* _Exercise prompt_: In the records below, find the line containing "TrialConfig::new(trial_count, start_balance, withdraw_amount)?;" and the line containing "let config = TrialConfig::new(5_000, START, AMOUNT).unwrap();"; please repeat exactly the lines from one to the other, both included, and nothing more.

[[ Study material, beginning ]]

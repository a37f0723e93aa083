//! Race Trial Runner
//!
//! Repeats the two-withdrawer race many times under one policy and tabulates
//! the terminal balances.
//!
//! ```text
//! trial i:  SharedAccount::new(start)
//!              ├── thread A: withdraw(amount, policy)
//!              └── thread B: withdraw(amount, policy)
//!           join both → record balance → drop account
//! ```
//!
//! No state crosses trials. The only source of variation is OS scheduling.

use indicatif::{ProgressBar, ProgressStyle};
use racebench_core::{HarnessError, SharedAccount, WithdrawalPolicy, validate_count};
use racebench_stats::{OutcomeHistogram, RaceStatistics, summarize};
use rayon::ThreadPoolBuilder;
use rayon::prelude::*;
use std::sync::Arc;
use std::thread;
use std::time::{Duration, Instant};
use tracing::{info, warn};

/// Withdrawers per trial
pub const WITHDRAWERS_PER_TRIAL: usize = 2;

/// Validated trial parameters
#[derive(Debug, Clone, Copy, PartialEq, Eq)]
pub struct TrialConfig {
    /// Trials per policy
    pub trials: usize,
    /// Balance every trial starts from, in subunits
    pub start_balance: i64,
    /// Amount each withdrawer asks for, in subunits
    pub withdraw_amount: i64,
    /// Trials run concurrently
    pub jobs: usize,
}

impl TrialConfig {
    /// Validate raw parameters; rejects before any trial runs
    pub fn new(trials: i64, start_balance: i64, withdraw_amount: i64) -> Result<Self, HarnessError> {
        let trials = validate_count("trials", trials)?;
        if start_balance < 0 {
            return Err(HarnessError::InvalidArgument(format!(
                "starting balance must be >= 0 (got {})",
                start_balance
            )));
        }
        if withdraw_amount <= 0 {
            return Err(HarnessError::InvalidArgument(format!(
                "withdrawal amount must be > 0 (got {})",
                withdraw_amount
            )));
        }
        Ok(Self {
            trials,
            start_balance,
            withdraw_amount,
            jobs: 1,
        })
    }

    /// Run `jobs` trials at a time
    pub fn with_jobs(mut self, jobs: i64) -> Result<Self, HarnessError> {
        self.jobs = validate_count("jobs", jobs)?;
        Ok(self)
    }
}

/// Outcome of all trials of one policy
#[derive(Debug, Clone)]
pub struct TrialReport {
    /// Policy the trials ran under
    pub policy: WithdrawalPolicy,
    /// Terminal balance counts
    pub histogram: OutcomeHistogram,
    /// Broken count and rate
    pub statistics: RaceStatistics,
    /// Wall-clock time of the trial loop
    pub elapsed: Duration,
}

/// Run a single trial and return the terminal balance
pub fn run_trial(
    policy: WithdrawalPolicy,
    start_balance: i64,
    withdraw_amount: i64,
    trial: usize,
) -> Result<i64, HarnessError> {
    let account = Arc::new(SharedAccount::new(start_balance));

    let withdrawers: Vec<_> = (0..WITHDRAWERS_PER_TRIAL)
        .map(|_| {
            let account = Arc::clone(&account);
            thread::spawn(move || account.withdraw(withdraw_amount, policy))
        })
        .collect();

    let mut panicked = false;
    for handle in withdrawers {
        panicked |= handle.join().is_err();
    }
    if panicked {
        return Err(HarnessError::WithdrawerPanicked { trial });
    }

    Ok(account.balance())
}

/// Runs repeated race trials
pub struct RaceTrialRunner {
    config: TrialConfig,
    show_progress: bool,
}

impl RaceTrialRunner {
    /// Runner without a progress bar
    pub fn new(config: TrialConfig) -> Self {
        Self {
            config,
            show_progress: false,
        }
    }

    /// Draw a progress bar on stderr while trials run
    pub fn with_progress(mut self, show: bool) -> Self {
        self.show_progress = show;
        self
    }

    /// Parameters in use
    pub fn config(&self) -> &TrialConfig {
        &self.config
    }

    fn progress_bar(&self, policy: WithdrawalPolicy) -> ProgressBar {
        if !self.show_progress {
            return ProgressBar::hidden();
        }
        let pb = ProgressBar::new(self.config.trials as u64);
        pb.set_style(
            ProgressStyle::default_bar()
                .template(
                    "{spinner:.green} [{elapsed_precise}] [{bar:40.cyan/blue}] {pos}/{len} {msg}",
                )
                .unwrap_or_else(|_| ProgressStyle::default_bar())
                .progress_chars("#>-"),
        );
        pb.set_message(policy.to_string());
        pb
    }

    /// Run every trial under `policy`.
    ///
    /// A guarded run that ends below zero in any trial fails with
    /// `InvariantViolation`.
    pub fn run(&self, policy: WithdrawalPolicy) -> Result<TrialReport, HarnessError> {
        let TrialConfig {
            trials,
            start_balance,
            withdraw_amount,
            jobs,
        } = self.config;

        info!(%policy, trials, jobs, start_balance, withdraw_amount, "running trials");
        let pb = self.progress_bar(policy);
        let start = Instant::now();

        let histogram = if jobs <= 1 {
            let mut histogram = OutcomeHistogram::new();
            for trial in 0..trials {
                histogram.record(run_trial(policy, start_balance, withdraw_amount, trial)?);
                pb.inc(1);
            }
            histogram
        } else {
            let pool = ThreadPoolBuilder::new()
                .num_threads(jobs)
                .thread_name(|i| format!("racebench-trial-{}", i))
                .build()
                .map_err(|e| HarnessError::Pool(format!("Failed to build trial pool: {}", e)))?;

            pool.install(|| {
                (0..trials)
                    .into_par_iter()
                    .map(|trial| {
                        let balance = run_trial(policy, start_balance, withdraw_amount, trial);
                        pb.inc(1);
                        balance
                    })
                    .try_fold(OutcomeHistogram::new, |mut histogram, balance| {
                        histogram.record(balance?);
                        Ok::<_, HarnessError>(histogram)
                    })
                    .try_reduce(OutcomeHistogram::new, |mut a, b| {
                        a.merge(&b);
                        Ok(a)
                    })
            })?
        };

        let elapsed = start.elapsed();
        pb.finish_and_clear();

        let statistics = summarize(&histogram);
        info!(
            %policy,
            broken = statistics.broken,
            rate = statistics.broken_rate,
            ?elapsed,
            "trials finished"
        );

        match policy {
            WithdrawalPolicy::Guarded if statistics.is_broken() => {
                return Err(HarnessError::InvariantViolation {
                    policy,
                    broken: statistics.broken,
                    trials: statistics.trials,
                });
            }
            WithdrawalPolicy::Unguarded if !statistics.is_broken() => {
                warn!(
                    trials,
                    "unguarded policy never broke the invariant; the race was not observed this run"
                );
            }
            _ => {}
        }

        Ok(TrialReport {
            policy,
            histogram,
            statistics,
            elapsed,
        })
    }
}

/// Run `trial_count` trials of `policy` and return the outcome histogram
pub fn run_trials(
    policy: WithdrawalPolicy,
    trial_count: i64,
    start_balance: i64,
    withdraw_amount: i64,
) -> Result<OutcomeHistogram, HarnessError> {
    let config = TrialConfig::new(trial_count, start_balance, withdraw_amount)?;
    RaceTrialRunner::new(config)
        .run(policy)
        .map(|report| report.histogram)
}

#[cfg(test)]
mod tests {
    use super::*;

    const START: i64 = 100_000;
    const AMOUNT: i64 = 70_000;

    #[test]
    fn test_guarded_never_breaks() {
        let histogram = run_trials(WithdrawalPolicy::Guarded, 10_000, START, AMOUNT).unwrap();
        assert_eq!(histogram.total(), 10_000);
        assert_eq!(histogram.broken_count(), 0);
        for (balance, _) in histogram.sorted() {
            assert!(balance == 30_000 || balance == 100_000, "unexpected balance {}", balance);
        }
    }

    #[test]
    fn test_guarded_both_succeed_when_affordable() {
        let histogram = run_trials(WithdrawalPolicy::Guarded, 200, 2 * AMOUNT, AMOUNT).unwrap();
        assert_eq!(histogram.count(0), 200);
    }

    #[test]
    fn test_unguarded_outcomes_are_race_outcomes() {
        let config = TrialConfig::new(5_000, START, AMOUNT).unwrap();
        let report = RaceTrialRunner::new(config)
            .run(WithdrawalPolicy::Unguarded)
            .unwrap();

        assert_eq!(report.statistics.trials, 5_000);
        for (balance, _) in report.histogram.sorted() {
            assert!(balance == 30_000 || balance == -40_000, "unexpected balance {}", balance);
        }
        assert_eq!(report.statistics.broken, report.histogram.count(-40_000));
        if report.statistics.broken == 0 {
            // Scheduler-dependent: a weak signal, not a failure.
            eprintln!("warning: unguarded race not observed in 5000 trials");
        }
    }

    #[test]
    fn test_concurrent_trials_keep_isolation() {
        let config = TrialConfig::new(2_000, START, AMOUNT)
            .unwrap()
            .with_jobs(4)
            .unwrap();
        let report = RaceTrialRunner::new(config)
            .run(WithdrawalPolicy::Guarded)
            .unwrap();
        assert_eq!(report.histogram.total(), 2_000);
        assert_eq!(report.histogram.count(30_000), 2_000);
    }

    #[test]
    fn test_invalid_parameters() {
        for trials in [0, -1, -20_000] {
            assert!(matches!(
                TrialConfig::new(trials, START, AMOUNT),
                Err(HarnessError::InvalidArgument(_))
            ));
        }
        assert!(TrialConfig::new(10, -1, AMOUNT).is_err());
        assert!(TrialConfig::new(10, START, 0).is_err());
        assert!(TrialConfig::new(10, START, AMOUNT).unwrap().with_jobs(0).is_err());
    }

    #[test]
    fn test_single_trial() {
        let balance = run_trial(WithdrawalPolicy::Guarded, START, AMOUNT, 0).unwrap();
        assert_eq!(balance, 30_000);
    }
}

[[ Study material, end ]]
[[ Study material, beginning ]]

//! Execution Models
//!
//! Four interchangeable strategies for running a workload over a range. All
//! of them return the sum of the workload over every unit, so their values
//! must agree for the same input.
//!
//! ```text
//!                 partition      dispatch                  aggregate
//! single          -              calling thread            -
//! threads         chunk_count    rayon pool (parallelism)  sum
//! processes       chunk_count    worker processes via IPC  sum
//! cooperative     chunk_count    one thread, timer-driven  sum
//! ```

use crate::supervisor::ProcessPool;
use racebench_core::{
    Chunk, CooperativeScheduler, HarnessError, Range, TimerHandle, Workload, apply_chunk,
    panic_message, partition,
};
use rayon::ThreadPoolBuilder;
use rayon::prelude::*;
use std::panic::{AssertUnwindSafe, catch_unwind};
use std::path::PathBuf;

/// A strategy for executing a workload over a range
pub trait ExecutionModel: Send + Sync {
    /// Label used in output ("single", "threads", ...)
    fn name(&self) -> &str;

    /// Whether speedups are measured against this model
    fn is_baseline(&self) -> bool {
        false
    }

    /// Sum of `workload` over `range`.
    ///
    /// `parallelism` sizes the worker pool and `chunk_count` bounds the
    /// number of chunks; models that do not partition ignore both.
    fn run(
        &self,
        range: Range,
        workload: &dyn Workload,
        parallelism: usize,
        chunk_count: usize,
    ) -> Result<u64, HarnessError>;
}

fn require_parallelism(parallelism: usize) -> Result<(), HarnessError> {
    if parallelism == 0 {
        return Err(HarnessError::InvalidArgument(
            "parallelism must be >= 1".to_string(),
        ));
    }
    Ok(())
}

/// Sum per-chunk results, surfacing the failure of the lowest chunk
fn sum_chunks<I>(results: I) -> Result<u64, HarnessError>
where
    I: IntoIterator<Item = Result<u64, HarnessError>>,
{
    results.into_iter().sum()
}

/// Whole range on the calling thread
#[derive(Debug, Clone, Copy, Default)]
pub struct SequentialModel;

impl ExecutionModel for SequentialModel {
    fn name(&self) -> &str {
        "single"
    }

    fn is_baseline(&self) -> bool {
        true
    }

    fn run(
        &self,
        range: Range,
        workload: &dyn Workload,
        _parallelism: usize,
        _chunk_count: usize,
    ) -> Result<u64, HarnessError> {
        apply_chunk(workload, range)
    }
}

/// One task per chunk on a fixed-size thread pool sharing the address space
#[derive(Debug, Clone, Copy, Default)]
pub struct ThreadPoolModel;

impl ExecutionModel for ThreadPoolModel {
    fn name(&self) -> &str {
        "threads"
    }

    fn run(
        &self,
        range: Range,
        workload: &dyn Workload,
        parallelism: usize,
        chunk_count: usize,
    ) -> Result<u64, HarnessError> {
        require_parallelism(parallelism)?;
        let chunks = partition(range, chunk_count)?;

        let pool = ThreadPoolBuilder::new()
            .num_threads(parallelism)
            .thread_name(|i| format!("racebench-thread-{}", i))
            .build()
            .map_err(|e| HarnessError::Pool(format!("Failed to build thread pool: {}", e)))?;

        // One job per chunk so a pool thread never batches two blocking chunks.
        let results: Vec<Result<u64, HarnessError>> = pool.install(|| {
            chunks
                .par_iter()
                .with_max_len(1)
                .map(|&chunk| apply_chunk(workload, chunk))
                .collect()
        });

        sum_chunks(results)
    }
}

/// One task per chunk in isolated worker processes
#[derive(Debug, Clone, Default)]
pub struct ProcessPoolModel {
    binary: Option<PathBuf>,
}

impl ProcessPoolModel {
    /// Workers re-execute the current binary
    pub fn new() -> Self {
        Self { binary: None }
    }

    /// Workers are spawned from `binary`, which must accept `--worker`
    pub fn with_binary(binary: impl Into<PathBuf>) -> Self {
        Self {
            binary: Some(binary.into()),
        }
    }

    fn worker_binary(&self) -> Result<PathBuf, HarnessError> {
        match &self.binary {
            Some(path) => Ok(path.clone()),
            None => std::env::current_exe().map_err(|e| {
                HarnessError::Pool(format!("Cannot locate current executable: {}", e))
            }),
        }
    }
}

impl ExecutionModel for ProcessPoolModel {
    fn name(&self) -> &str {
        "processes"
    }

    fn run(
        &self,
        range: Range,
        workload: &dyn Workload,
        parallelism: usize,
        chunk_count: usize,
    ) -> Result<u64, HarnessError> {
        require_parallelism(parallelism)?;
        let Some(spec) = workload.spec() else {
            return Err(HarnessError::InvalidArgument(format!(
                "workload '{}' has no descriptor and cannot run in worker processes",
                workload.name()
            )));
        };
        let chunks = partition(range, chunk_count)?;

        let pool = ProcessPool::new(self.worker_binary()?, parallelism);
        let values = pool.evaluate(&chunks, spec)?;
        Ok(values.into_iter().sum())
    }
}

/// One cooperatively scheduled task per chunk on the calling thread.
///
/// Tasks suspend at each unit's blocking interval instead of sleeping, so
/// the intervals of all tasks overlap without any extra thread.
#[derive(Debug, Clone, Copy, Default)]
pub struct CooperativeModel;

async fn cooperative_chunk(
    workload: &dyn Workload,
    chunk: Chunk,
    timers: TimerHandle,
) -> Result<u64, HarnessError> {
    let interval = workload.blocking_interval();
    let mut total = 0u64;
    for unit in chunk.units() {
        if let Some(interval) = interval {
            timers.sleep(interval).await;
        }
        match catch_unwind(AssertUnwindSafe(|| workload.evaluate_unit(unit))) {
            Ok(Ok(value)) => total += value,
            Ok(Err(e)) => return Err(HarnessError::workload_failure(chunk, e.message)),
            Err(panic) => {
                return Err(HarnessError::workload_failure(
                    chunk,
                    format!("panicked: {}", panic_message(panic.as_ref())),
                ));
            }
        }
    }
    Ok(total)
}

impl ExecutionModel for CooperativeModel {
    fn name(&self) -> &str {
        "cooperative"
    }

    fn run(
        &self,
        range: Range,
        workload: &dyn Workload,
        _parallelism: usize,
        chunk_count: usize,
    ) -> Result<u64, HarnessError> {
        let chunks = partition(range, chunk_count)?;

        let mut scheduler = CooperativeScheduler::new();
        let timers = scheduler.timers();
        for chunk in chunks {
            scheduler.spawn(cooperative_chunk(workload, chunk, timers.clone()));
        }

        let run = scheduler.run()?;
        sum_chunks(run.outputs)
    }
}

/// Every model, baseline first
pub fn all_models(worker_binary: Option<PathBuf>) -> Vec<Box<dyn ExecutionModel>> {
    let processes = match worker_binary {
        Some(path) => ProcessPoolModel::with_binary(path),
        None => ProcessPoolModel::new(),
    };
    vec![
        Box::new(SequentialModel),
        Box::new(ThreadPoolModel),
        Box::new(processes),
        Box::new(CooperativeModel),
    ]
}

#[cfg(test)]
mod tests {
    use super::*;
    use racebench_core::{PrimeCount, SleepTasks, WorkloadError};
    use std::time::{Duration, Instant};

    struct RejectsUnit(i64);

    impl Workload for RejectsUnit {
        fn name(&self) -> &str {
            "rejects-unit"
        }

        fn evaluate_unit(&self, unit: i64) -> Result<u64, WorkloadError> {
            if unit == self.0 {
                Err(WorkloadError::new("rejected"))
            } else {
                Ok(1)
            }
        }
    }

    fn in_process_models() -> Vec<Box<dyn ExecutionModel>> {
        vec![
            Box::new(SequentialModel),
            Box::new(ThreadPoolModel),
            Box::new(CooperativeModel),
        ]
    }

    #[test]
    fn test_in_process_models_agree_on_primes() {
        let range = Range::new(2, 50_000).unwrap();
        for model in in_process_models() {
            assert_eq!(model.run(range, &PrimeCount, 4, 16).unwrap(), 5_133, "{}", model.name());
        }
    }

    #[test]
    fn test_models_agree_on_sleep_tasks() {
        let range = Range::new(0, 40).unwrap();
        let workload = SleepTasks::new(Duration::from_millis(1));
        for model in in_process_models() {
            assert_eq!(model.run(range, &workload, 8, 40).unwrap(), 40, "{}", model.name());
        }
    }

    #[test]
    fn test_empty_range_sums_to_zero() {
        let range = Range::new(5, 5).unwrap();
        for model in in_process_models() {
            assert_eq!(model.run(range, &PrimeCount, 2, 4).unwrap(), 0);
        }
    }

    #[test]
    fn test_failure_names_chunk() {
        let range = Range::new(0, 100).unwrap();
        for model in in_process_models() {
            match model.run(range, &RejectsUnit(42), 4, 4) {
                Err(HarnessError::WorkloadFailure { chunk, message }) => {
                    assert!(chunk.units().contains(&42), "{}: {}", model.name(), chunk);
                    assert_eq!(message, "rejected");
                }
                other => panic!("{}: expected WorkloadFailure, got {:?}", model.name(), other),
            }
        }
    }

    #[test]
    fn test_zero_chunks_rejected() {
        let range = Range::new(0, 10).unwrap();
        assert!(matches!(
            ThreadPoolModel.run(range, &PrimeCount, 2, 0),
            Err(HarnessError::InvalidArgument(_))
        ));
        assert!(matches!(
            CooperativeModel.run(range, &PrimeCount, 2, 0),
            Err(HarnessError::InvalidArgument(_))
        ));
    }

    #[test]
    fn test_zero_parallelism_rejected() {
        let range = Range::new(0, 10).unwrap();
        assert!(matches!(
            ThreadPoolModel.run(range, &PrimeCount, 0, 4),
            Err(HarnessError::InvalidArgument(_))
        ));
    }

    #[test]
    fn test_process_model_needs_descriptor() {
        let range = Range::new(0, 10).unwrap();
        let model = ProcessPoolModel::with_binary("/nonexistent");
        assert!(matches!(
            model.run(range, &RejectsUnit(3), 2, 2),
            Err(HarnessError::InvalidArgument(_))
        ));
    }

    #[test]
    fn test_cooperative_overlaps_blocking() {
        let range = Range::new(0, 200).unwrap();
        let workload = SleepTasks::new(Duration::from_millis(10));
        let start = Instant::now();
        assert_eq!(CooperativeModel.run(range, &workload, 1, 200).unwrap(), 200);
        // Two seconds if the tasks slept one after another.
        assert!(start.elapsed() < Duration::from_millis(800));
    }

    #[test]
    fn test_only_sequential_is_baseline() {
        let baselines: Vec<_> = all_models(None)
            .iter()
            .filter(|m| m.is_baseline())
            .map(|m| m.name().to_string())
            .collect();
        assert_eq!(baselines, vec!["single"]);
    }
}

[[ Study material, end ]]

* _Solution to this exercise_:
    let config = TrialConfig::new(trial_count, start_balance, withdraw_amount)?;
    RaceTrialRunner::new(config)
        .run(policy)
        .map(|report| report.histogram)
}

#[cfg(test)]
mod tests {
    use super::*;

    const START: i64 = 100_000;
    const AMOUNT: i64 = 70_000;

    #[test]
    fn test_guarded_never_breaks() {
        let histogram = run_trials(WithdrawalPolicy::Guarded, 10_000, START, AMOUNT).unwrap();
        assert_eq!(histogram.total(), 10_000);
        assert_eq!(histogram.broken_count(), 0);
        for (balance, _) in histogram.sorted() {
            assert!(balance == 30_000 || balance == 100_000, "unexpected balance {}", balance);
        }
    }

    #[test]
    fn test_guarded_both_succeed_when_affordable() {
        let histogram = run_trials(WithdrawalPolicy::Guarded, 200, 2 * AMOUNT, AMOUNT).unwrap();
        assert_eq!(histogram.count(0), 200);
    }

    #[test]
    fn test_unguarded_outcomes_are_race_outcomes() {
        let config = TrialConfig::new(5_000, START, AMOUNT).unwrap();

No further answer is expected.